• What to do: Only lines containing the string "login" belong in the answer; copy all of them from the entries.

• Records supplied:
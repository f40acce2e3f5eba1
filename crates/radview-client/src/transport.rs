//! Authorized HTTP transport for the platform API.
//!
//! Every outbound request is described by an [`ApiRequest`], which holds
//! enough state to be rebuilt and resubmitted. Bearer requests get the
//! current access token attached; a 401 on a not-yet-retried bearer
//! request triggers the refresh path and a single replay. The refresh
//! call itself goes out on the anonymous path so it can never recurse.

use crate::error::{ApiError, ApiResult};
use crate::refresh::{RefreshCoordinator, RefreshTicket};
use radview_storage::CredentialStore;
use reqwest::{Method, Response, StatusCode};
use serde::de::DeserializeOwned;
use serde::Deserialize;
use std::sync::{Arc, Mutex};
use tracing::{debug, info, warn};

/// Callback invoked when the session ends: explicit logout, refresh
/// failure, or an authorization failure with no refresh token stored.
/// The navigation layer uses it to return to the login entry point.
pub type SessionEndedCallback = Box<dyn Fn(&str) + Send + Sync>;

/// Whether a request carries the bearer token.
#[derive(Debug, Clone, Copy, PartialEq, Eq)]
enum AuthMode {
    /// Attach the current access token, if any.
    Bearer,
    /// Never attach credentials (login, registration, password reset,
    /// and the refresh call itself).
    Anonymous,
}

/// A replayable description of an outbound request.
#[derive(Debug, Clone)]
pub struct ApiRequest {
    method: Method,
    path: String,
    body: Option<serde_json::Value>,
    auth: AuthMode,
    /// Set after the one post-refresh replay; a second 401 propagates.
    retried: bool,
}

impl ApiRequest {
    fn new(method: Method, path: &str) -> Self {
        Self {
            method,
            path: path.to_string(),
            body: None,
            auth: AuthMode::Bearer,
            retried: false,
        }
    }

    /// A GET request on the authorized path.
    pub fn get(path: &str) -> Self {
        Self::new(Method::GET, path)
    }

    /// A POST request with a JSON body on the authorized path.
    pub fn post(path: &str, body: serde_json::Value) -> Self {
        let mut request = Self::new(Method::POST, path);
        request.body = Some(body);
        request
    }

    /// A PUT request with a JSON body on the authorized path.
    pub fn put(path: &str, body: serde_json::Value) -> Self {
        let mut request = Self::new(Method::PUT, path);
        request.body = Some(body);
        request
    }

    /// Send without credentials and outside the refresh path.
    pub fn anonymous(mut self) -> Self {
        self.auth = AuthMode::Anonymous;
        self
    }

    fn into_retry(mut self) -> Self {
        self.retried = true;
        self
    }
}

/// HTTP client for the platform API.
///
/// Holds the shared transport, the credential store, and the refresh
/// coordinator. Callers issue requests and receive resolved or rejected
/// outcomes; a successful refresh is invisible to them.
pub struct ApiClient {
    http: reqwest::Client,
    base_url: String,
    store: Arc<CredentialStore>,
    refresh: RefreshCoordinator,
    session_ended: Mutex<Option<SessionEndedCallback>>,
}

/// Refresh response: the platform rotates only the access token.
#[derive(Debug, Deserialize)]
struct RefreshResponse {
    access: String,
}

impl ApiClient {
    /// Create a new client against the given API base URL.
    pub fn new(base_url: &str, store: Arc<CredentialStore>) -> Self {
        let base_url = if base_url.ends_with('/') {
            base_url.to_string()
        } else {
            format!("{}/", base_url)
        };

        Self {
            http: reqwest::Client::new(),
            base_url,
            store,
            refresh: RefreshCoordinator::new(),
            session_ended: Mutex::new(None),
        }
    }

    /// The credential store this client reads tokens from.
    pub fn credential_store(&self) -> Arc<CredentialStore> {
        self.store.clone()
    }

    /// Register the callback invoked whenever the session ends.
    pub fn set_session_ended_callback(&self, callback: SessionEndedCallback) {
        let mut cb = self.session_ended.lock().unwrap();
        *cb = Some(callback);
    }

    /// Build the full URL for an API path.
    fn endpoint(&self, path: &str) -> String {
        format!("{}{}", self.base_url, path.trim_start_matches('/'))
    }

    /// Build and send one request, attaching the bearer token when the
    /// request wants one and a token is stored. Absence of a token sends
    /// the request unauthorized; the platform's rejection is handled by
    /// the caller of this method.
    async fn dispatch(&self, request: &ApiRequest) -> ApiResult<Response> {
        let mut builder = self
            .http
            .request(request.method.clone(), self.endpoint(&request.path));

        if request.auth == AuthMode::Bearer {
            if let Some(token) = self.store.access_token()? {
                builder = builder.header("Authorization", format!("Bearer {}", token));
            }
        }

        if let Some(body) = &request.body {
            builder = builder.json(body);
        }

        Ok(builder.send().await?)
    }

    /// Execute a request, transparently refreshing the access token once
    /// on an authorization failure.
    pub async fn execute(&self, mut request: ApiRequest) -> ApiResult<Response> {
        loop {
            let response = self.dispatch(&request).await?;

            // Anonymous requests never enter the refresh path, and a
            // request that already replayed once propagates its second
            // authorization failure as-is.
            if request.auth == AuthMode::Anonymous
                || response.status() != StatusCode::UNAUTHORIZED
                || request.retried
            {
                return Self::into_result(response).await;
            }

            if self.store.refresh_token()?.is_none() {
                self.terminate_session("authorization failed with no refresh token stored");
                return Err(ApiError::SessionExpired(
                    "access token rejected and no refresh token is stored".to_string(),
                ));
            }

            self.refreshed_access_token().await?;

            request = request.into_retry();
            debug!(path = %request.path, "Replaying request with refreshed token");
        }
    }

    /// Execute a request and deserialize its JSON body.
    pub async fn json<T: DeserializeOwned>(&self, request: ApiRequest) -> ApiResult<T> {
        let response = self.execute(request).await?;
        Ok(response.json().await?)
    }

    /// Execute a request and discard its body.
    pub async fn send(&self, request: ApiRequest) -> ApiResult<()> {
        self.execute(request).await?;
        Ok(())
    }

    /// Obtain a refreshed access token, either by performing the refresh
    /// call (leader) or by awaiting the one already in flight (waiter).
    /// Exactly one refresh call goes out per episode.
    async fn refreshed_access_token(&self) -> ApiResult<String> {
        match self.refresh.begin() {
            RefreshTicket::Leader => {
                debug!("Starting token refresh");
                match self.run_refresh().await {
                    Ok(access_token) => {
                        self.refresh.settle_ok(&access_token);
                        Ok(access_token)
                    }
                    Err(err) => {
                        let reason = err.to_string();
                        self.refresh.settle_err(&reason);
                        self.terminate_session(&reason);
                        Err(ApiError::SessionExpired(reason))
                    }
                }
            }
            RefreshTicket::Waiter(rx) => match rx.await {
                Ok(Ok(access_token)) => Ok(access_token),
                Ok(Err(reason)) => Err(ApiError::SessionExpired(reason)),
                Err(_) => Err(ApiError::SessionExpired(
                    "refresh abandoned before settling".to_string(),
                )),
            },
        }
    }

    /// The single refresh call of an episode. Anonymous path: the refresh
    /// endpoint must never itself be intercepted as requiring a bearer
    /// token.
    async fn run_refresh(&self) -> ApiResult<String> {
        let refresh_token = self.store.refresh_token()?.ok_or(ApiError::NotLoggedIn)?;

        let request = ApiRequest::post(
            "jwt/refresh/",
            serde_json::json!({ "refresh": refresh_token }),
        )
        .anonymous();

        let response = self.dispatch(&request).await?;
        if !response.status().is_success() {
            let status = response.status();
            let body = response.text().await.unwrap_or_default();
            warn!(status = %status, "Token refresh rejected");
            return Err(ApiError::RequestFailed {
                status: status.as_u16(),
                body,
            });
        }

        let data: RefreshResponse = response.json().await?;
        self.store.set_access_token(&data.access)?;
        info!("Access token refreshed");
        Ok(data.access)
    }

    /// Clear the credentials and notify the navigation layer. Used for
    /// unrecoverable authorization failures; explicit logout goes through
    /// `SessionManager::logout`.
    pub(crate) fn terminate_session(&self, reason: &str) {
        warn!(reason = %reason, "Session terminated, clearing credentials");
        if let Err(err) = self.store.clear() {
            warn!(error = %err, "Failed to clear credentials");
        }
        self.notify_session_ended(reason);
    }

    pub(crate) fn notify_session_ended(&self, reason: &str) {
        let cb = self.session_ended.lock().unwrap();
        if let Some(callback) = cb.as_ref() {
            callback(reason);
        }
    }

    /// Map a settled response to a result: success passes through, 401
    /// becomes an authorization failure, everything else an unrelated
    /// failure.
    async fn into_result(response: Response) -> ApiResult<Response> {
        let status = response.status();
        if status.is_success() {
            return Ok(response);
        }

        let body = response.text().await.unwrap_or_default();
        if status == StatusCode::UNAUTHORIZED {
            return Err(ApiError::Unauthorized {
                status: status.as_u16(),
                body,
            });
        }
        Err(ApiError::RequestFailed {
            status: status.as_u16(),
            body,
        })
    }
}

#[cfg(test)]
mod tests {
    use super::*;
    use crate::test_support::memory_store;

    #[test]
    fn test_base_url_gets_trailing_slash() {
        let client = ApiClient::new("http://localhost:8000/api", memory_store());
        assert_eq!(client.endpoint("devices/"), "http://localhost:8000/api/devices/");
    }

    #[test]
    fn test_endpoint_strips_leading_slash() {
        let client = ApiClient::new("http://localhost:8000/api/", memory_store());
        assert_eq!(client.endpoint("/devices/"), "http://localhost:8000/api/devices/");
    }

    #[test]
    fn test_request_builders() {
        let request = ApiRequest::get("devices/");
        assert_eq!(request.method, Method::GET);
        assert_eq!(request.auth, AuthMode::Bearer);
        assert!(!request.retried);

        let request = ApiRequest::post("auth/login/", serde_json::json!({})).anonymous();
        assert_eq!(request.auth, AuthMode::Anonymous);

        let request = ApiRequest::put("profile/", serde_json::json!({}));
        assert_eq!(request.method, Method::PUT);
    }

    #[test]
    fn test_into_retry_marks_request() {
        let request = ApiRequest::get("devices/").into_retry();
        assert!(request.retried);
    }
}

• Your response:
/// The navigation layer uses it to return to the login entry point.
    /// Never attach credentials (login, registration, password reset,
        let request = ApiRequest::post("auth/login/", serde_json::json!({})).anonymous();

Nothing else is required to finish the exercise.